Six sectors face an uphill struggle
Health, education, fire services, transport, nuclear and borders all targets
The Bill contains an extensive range of measures restricting the freedom of unions to organise industrial action. Firstly, it proposes new obligations by prescribing both (i) minimum levels of participation in industrial action ballots in all sectors, and (ii) minimum levels of support for industrial action in six sectors set out in the Bill.
And as already pointed out, this is in addition to the heavy burdens of existing legislation restricting the purposes for which industrial action may legitimately be called, and imposing complicated procedural requirements of ballots and notices, referred to by one High Court judge as “the inordinate complexity of the statutory procedures.”
The additional requirements are:
• So far as minimum levels of participation are concerned, industrial action will be lawful only if 50 per cent of those eligible to vote do so, and if a majority of those voting support the action in question (clause 2);
• So far as minimum levels of support are concerned, in six sectors industrial action will be lawful only if it is supported by at least 40 per cent of those eligible to vote in the ballot (clause 3).
• The “important public services” which are to be subject to the 40 per cent support threshold will include public and private-sector workers in: health; education of the under-17s; fire services; transport; nuclear decommissioning and waste management; and border security.
There are three points to note about these provisions.
The first is that research by Professor Ralph Darlington and Dr John Dobson (to be published by the Institute of Employment Rights) has shown that:
• Only 85 of 158 strike ballots covered by the database reached the 50 per cent target — 54 per cent.
• The number of workers failing to reach the target was disproportionate — while 444,000 workers could have gone on strike, 3.3 million would have been blocked.
• Even removing the large-scale 2011 public-sector strikes, it still means 880,000 workers would, under the proposed legislation, no longer have been able to go on strike.
So the Bill’s changes would have had a massive impact on the right of workers to strike, especially in the public sector where protest strikes are often large scale and cover a multitude of workplaces and employers.

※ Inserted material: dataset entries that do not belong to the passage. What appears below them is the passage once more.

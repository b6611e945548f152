//! crates/sintgpt_core/src/throttle.rs
//!
//! Pure admission logic for the per-client rate limit and debounce window.
//! The decision is separated from storage so any `ThrottleStore` backend
//! can apply it under its own atomicity primitive.

use chrono::{DateTime, Duration, Utc};

use crate::domain::RateLimitRecord;

/// The knobs of the fixed-window rate limit and the debounce spacing.
#[derive(Debug, Clone, Copy)]
pub struct RateLimitPolicy {
    /// Maximum admitted requests per window.
    pub max_requests: u32,
    /// Length of the fixed window.
    pub window: Duration,
    /// Minimum spacing between consecutive accepted requests.
    pub debounce: Duration,
}

impl Default for RateLimitPolicy {
    fn default() -> Self {
        Self {
            max_requests: 3,
            window: Duration::hours(24),
            debounce: Duration::seconds(10),
        }
    }
}

/// Outcome of one admission attempt.
#[derive(Debug, Clone, PartialEq, Eq)]
pub enum AdmitDecision {
    /// The request may proceed; `record` is the state the store must
    /// commit (counter already incremented for this request).
    Admitted { record: RateLimitRecord },
    /// Rejected by the debounce window.
    TooSoon { retry_after_secs: i64 },
    /// Rejected by the rate limit; `hours_remaining` is strictly positive.
    LimitReached { hours_remaining: i64 },
}

/// Decides whether one request from a client is admitted.
///
/// The debounce check runs first and never touches the counter. A missing
/// or expired window admits the request with a fresh counter of 1; an
/// active window at the limit rejects; otherwise the returned record
/// carries the incremented count. Stores must commit the returned record
/// and the debounce timestamp atomically with this decision.
pub fn decide(
    record: Option<&RateLimitRecord>,
    last_request: Option<DateTime<Utc>>,
    policy: &RateLimitPolicy,
    now: DateTime<Utc>,
) -> AdmitDecision {
    if let Some(last) = last_request {
        let elapsed = now - last;
        if elapsed < policy.debounce {
            let retry_after_secs = (policy.debounce - elapsed).num_seconds().max(1);
            return AdmitDecision::TooSoon { retry_after_secs };
        }
    }

    match record {
        Some(rec) if rec.reset_at > now => {
            if rec.count >= policy.max_requests {
                let remaining = rec.reset_at - now;
                // Whole hours, rounded up, so the caller never sees zero
                // while the limit still applies.
                let hours_remaining = ((remaining.num_seconds() + 3599) / 3600).max(1);
                AdmitDecision::LimitReached { hours_remaining }
            } else {
                AdmitDecision::Admitted {
                    record: RateLimitRecord {
                        count: rec.count + 1,
                        reset_at: rec.reset_at,
                    },
                }
            }
        }
        // First request from this client, or the window has expired:
        // start a new window counting the current request.
        _ => AdmitDecision::Admitted {
            record: RateLimitRecord {
                count: 1,
                reset_at: now + policy.window,
            },
        },
    }
}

No doubt after the Bill becomes law turnouts will increase. Unions will campaign harder and the message will be well understood by trade union members that members who do not bother to vote are members who will be counted as voters against.
Whether this will be sufficient to overcome the new hurdles, given that industrial action ballots are denied the obvious means to make them effective such as enabling secure and secret voting at work or by internet, remains to be seen.

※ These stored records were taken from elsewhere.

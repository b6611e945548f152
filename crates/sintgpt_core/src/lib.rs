pub mod cost;
pub mod domain;
pub mod ports;
pub mod prompt;
pub mod throttle;

pub use domain::{
    DocumentAnalysis, FieldError, PageAnalysisResult, PoemLanguage, PoemRequest, PoemStyle,
    RateLimitRecord, RhymeScheme, TokenUsage, UploadKind,
};
pub use ports::{
    CheckoutService, DocumentExtractionService, PageRasterizer, PoemChunk, PoemGenerationService,
    PoemStream, PortError, PortResult, ThrottleStore,
};
pub use throttle::{AdmitDecision, RateLimitPolicy};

The second is that these changes are almost certainly in breach of international legal obligations, notably ILO Convention 87. In a long-running complaint from Bulgaria the ILO has repeatedly condemned a 50 per cent approval requirement in strike ballots, and pointed out that “account should only be taken of the votes cast,” while any “required quorum and majority should be fixed at a reasonable level.”
In a case involving El Salvador which turned on the legitimacy of a threshold of 51 per cent for strike action, the ILO Governing Body in 2015 approved its Committee on Freedom of Association in reiterating the principle that restrictions “should be reasonable and in any event not such as to place a substantial limitation on the means of action open to trade union organisation.”
The third is that the ultimate test of worker support for industrial action is not a ballot but whether, in fact, they take industrial action.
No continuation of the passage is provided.